Lines of the data that contain the word "RecognitionOutcome" are the ones to copy.

⟨

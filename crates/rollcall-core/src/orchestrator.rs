//! Attendance orchestration: capture → transcode → recognize → mark attendance.
//!
//! The orchestrator owns the single current [`DisplayState`]. An attempt runs
//! as a tokio task; its result is applied only if the orchestrator is still
//! processing that same attempt, so a late response for an abandoned attempt
//! never overwrites a newer state.

use crate::state::{AttemptId, DisplayState, Failure};
use crate::transcode::{self, EncodedImage, TranscodeOptions};
use crate::types::{AttendanceOutcome, CapturedImage, Confidence, RecognitionOutcome, Rejection};
use std::future::Future;
use std::sync::Arc;
use tokio::task::JoinHandle;

const DEFAULT_CONFIDENCE_THRESHOLD: f32 = 95.0;

/// Remote face recognition backend.
pub trait Recognizer: Send + Sync + 'static {
    /// Never fails: transport problems are reported as [`RecognitionOutcome::Failed`].
    fn recognize(&self, image: &EncodedImage) -> impl Future<Output = RecognitionOutcome> + Send;
}

/// Remote attendance ledger.
pub trait AttendanceLedger: Send + Sync + 'static {
    fn mark_attendance(
        &self,
        identity: &str,
        confidence: Confidence,
    ) -> impl Future<Output = AttendanceOutcome> + Send;
}

/// User feedback cue fired when a check-in is confirmed.
#[derive(Debug, Clone, Copy, PartialEq, Eq)]
pub enum Cue {
    CheckedIn,
    AlreadyCheckedIn,
}

impl Cue {
    /// Vibration pattern in milliseconds (alternating on/off).
    pub fn pattern_ms(self) -> &'static [u64] {
        match self {
            Cue::CheckedIn => &[200],
            Cue::AlreadyCheckedIn => &[100, 50, 100],
        }
    }
}

/// Haptic (or equivalent) feedback sink.
pub trait Haptics {
    fn signal(&self, cue: Cue);
}

/// Discards every cue.
pub struct NoHaptics;

impl Haptics for NoHaptics {
    fn signal(&self, _cue: Cue) {}
}

/// Per-attempt settings.
#[derive(Debug, Clone)]
pub struct AttemptPolicy {
    /// Minimum confidence before the attendance ledger is contacted.
    pub threshold: Confidence,
    pub transcode: TranscodeOptions,
}

impl Default for AttemptPolicy {
    fn default() -> Self {
        Self {
            threshold: Confidence::new(DEFAULT_CONFIDENCE_THRESHOLD).unwrap_or(Confidence::MAX),
            transcode: TranscodeOptions::default(),
        }
    }
}

/// Terminal state produced by a finished attempt.
#[derive(Debug, Clone)]
pub struct AttemptResult {
    pub attempt: AttemptId,
    pub state: DisplayState,
}

/// Handle to an in-flight attempt.
pub struct PendingAttempt {
    attempt: AttemptId,
    task: JoinHandle<DisplayState>,
}

impl PendingAttempt {
    pub fn attempt(&self) -> AttemptId {
        self.attempt
    }

    /// Wait for the attempt. A panic inside the attempt becomes an Error state.
    pub async fn finish(self) -> AttemptResult {
        let state = match self.task.await {
            Ok(state) => state,
            Err(err) => {
                tracing::error!(attempt = %self.attempt, error = %err, "attempt task failed");
                DisplayState::error(Failure::Unexpected(err.to_string()))
            }
        };
        AttemptResult {
            attempt: self.attempt,
            state,
        }
    }
}

pub struct Orchestrator<R, A, H> {
    recognizer: Arc<R>,
    ledger: Arc<A>,
    haptics: H,
    policy: AttemptPolicy,
    state: DisplayState,
    next_attempt: u64,
}

impl<R, A, H> Orchestrator<R, A, H>
where
    R: Recognizer,
    A: AttendanceLedger,
    H: Haptics,
{
    pub fn new(recognizer: Arc<R>, ledger: Arc<A>, haptics: H, policy: AttemptPolicy) -> Self {
        Self {
            recognizer,
            ledger,
            haptics,
            policy,
            state: DisplayState::Capturing,
            next_attempt: 1,
        }
    }

    pub fn state(&self) -> &DisplayState {
        &self.state
    }

    /// Start an attempt from a completed capture.
    ///
    /// Only valid while capturing; in any other state the image is dropped
    /// and `None` is returned.
    pub fn capture_completed(&mut self, image: CapturedImage) -> Option<PendingAttempt> {
        if !matches!(self.state, DisplayState::Capturing) {
            tracing::debug!(state = self.state.name(), "capture ignored");
            return None;
        }

        let attempt = AttemptId(self.next_attempt);
        self.next_attempt += 1;
        self.state = DisplayState::Processing { attempt };
        tracing::info!(%attempt, "attempt started");

        let task = tokio::spawn(run_attempt(
            Arc::clone(&self.recognizer),
            Arc::clone(&self.ledger),
            image,
            self.policy.clone(),
        ));
        Some(PendingAttempt { attempt, task })
    }

    /// Apply a finished attempt. Returns `false` if the result is stale.
    pub fn apply(&mut self, result: AttemptResult) -> bool {
        match self.state {
            DisplayState::Processing { attempt } if attempt == result.attempt => {}
            _ => {
                tracing::debug!(
                    attempt = %result.attempt,
                    state = self.state.name(),
                    "discarding stale attempt result"
                );
                return false;
            }
        }

        match &result.state {
            DisplayState::Success { .. } => self.haptics.signal(Cue::CheckedIn),
            DisplayState::AlreadyMarked { .. } => self.haptics.signal(Cue::AlreadyCheckedIn),
            _ => {}
        }

        tracing::info!(attempt = %result.attempt, state = result.state.name(), "attempt finished");
        self.state = result.state;
        true
    }

    /// Retry / done: return to capturing and forget the current attempt.
    pub fn reset(&mut self) {
        if let DisplayState::Processing { attempt } = self.state {
            tracing::debug!(%attempt, "abandoning in-flight attempt");
        }
        self.state = DisplayState::Capturing;
    }

    /// The screen was left. Any in-flight request keeps running; its result
    /// will be discarded.
    pub fn navigate_away(&mut self) {
        self.reset();
    }

    /// Run one full attempt and return the resulting state.
    pub async fn run(&mut self, image: CapturedImage) -> &DisplayState {
        if let Some(pending) = self.capture_completed(image) {
            let result = pending.finish().await;
            self.apply(result);
        }
        &self.state
    }
}

async fn run_attempt<R, A>(
    recognizer: Arc<R>,
    ledger: Arc<A>,
    image: CapturedImage,
    policy: AttemptPolicy,
) -> DisplayState
where
    R: Recognizer,
    A: AttendanceLedger,
{
    let opts = policy.transcode.clone();
    let encoded = match tokio::task::spawn_blocking(move || transcode::transcode(&image, &opts)).await {
        Ok(Ok(encoded)) => encoded,
        Ok(Err(err)) => {
            tracing::warn!(error = %err, "image processing failed");
            return DisplayState::error(Failure::ImageProcessing(err.to_string()));
        }
        Err(err) => return DisplayState::error(Failure::Unexpected(err.to_string())),
    };

    let (identity, confidence) = match recognizer.recognize(&encoded).await {
        RecognitionOutcome::Matched {
            identity,
            confidence,
        } => (identity, confidence),
        RecognitionOutcome::Unmatched { reason } => {
            tracing::info!(%reason, "face not recognised");
            return DisplayState::UnknownFace { reason };
        }
        RecognitionOutcome::Failed { detail } => {
            tracing::warn!(%detail, "recognition failed");
            return DisplayState::error(Failure::RecognitionTransport(detail));
        }
    };
    drop(encoded);

    if !confidence.meets(policy.threshold) {
        tracing::info!(
            %identity,
            confidence = confidence.percent(),
            threshold = policy.threshold.percent(),
            "confidence below threshold"
        );
        return DisplayState::error(Failure::LowConfidence {
            identity,
            confidence,
            threshold: policy.threshold,
        });
    }

    tracing::info!(%identity, confidence = confidence.percent(), "marking attendance");
    match ledger.mark_attendance(&identity, confidence).await {
        AttendanceOutcome::Marked {
            identity,
            checked_in_at,
        } => DisplayState::Success {
            identity,
            confidence,
            checked_in_at,
        },
        AttendanceOutcome::AlreadyMarked {
            identity,
            first_check_in,
            message,
        } => DisplayState::AlreadyMarked {
            identity,
            confidence,
            first_check_in,
            message,
        },
        AttendanceOutcome::Rejected(Rejection::DirectoryMiss { message }) => {
            tracing::info!(%identity, %message, "identity not in attendance directory");
            DisplayState::UnknownInDirectory {
                identity,
                confidence,
            }
        }
        AttendanceOutcome::Rejected(Rejection::Other { message }) => {
            DisplayState::error(Failure::AttendanceRejected(message))
        }
        AttendanceOutcome::Failed { detail } => {
            DisplayState::error(Failure::AttendanceTransport(detail))
        }
    }
}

⟩

◆ EXERCISE ANSWER
use crate::types::{AttendanceOutcome, CapturedImage, Confidence, RecognitionOutcome, Rejection};
    /// Never fails: transport problems are reported as [`RecognitionOutcome::Failed`].
    fn recognize(&self, image: &EncodedImage) -> impl Future<Output = RecognitionOutcome> + Send;
        RecognitionOutcome::Matched {
        RecognitionOutcome::Unmatched { reason } => {
        RecognitionOutcome::Failed { detail } => {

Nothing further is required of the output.